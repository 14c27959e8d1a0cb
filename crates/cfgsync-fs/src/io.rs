//! Whole-file reads and crash-safe writes of storage files

use std::fs::{self, OpenOptions};
use std::io::{ErrorKind, Write};
use std::path::Path;
use std::sync::atomic::{AtomicU64, Ordering};
use std::time::SystemTime;

use fs2::FileExt;

use crate::{Error, NormalizedPath, Result};

/// Distinguishes temp files of concurrent writers within one process.
static TEMP_COUNTER: AtomicU64 = AtomicU64::new(0);

fn ensure_parent(target: &Path) -> Result<()> {
    match target.parent() {
        Some(dir) if !dir.as_os_str().is_empty() => {
            fs::create_dir_all(dir).map_err(|e| Error::io(dir, e))
        }
        _ => Ok(()),
    }
}

/// Replace the file at `path` with `content`.
///
/// The bytes go to a sibling temp file held under an exclusive `fs2` lock,
/// are flushed to disk, then renamed over the target. Readers see either
/// the old file or the new one, never a prefix.
pub fn write_atomic(path: &NormalizedPath, content: &[u8]) -> Result<()> {
    let target = path.to_native();
    ensure_parent(&target)?;

    // Same directory as the target so the rename stays on one filesystem
    let stem = target
        .file_name()
        .map(|n| n.to_string_lossy().into_owned())
        .unwrap_or_default();
    let seq = TEMP_COUNTER.fetch_add(1, Ordering::Relaxed);
    let staging = target.with_file_name(format!(".{stem}.{}.{seq}.tmp", std::process::id()));

    let mut file = OpenOptions::new()
        .write(true)
        .create(true)
        .truncate(true)
        .open(&staging)
        .map_err(|e| Error::io(&staging, e))?;

    let lock_failed = |_: std::io::Error| Error::LockFailed {
        path: target.clone(),
    };
    file.lock_exclusive().map_err(lock_failed)?;

    if let Err(e) = file.write_all(content).and_then(|()| file.sync_all()) {
        let _ = fs::remove_file(&staging);
        return Err(Error::io(&staging, e));
    }
    file.unlock().map_err(lock_failed)?;
    drop(file);

    fs::rename(&staging, &target).map_err(|e| {
        let _ = fs::remove_file(&staging);
        Error::io(&target, e)
    })?;

    tracing::trace!(path = %path, bytes = content.len(), "Wrote file atomically");
    Ok(())
}

/// The whole file as UTF-8.
pub fn read_text(path: &NormalizedPath) -> Result<String> {
    let target = path.to_native();
    fs::read_to_string(&target).map_err(|e| Error::io(&target, e))
}

/// [`write_atomic`] for rendered documents.
pub fn write_text(path: &NormalizedPath, text: &str) -> Result<()> {
    write_atomic(path, text.as_bytes())
}

/// Create an empty file, including any missing parent directories.
///
/// Returns `false` without touching the file when it already exists.
pub fn create_empty(path: &NormalizedPath) -> Result<bool> {
    let target = path.to_native();
    ensure_parent(&target)?;

    match OpenOptions::new().write(true).create_new(true).open(&target) {
        Ok(_) => Ok(true),
        Err(e) if e.kind() == ErrorKind::AlreadyExists => Ok(false),
        Err(e) => Err(Error::io(&target, e)),
    }
}

/// Query the last modification time of a file.
///
/// Returns `Ok(None)` when the file does not exist.
pub fn modified_time(path: &NormalizedPath) -> Result<Option<SystemTime>> {
    let target = path.to_native();
    match fs::metadata(&target) {
        Ok(meta) => meta.modified().map(Some).map_err(|e| Error::io(&target, e)),
        Err(e) if e.kind() == ErrorKind::NotFound => Ok(None),
        Err(e) => Err(Error::io(&target, e)),
    }
}
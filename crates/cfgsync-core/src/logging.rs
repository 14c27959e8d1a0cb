//! Logging bootstrap for binaries and tests using cfgsync

use tracing_subscriber::{EnvFilter, fmt, prelude::*};

/// Filter used when `RUST_LOG` is unset or invalid.
pub const DEFAULT_FILTER: &str = "info";

/// Install a global `tracing` subscriber.
///
/// The level comes from `RUST_LOG`, falling back to [`DEFAULT_FILTER`].
/// Thread names are included so watcher reloads (on the `cfgsync-watcher`
/// thread) stand out from caller activity.
///
/// # Errors
///
/// Fails if a global subscriber is already installed.
pub fn init() -> Result<(), Box<dyn std::error::Error + Send + Sync>> {
    let fmt_layer = fmt::layer()
        .with_target(true)
        .with_thread_names(true)
        .with_level(true)
        .compact();

    let filter_layer =
        EnvFilter::try_from_default_env().or_else(|_| EnvFilter::try_new(DEFAULT_FILTER))?;

    tracing_subscriber::registry()
        .with(filter_layer)
        .with(fmt_layer)
        .try_init()?;

    Ok(())
}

****************

### WHAT IS NEEDED
Repeat back the listing above exactly, including every line.

### ANSWER FOR THE TASK
repository 14c27959e8d1a0cb
filename crates/cfgsync-fs/src/io.rs
//! Whole-file reads and crash-safe writes of storage files

use std::fs::{self, OpenOptions};
use std::io::{ErrorKind, Write};
use std::path::Path;
use std::sync::atomic::{AtomicU64, Ordering};
use std::time::SystemTime;

use fs2::FileExt;

use crate::{Error, NormalizedPath, Result};

/// Distinguishes temp files of concurrent writers within one process.
static TEMP_COUNTER: AtomicU64 = AtomicU64::new(0);

fn ensure_parent(target: &Path) -> Result<()> {
    match target.parent() {
        Some(dir) if !dir.as_os_str().is_empty() => {
            fs::create_dir_all(dir).map_err(|e| Error::io(dir, e))
        }
        _ => Ok(()),
    }
}

/// Replace the file at `path` with `content`.
///
/// The bytes go to a sibling temp file held under an exclusive `fs2` lock,
/// are flushed to disk, then renamed over the target. Readers see either
/// the old file or the new one, never a prefix.
pub fn write_atomic(path: &NormalizedPath, content: &[u8]) -> Result<()> {
    let target = path.to_native();
    ensure_parent(&target)?;

    // Same directory as the target so the rename stays on one filesystem
    let stem = target
        .file_name()
        .map(|n| n.to_string_lossy().into_owned())
        .unwrap_or_default();
    let seq = TEMP_COUNTER.fetch_add(1, Ordering::Relaxed);
    let staging = target.with_file_name(format!(".{stem}.{}.{seq}.tmp", std::process::id()));

    let mut file = OpenOptions::new()
        .write(true)
        .create(true)
        .truncate(true)
        .open(&staging)
        .map_err(|e| Error::io(&staging, e))?;

    let lock_failed = |_: std::io::Error| Error::LockFailed {
        path: target.clone(),
    };
    file.lock_exclusive().map_err(lock_failed)?;

    if let Err(e) = file.write_all(content).and_then(|()| file.sync_all()) {
        let _ = fs::remove_file(&staging);
        return Err(Error::io(&staging, e));
    }
    file.unlock().map_err(lock_failed)?;
    drop(file);

    fs::rename(&staging, &target).map_err(|e| {
        let _ = fs::remove_file(&staging);
        Error::io(&target, e)
    })?;

    tracing::trace!(path = %path, bytes = content.len(), "Wrote file atomically");
    Ok(())
}

/// The whole file as UTF-8.
pub fn read_text(path: &NormalizedPath) -> Result<String> {
    let target = path.to_native();
    fs::read_to_string(&target).map_err(|e| Error::io(&target, e))
}

/// [`write_atomic`] for rendered documents.
pub fn write_text(path: &NormalizedPath, text: &str) -> Result<()> {
    write_atomic(path, text.as_bytes())
}

/// Create an empty file, including any missing parent directories.
///
/// Returns `false` without touching the file when it already exists.
pub fn create_empty(path: &NormalizedPath) -> Result<bool> {
    let target = path.to_native();
    ensure_parent(&target)?;

    match OpenOptions::new().write(true).create_new(true).open(&target) {
        Ok(_) => Ok(true),
        Err(e) if e.kind() == ErrorKind::AlreadyExists => Ok(false),
        Err(e) => Err(Error::io(&target, e)),
    }
}

/// Query the last modification time of a file.
///
/// Returns `Ok(None)` when the file does not exist.
pub fn modified_time(path: &NormalizedPath) -> Result<Option<SystemTime>> {
    let target = path.to_native();
    match fs::metadata(&target) {
        Ok(meta) => meta.modified().map(Some).map_err(|e| Error::io(&target, e)),
        Err(e) if e.kind() == ErrorKind::NotFound => Ok(None),
        Err(e) => Err(Error::io(&target, e)),
    }
}
filename crates/cfgsync-core/src/logging.rs
repository 14c27959e8d1a0cb
//! Logging bootstrap for binaries and tests using cfgsync

use tracing_subscriber::{EnvFilter, fmt, prelude::*};

/// Filter used when `RUST_LOG` is unset or invalid.
pub const DEFAULT_FILTER: &str = "info";

/// Install a global `tracing` subscriber.
///
/// The level comes from `RUST_LOG`, falling back to [`DEFAULT_FILTER`].
/// Thread names are included so watcher reloads (on the `cfgsync-watcher`
/// thread) stand out from caller activity.
///
/// # Errors
///
/// Fails if a global subscriber is already installed.
pub fn init() -> Result<(), Box<dyn std::error::Error + Send + Sync>> {
    let fmt_layer = fmt::layer()
        .with_target(true)
        .with_thread_names(true)
        .with_level(true)
        .compact();

    let filter_layer =
        EnvFilter::try_from_default_env().or_else(|_| EnvFilter::try_new(DEFAULT_FILTER))?;

    tracing_subscriber::registry()
        .with(filter_layer)
        .with(fmt_layer)
        .try_init()?;

    Ok(())
}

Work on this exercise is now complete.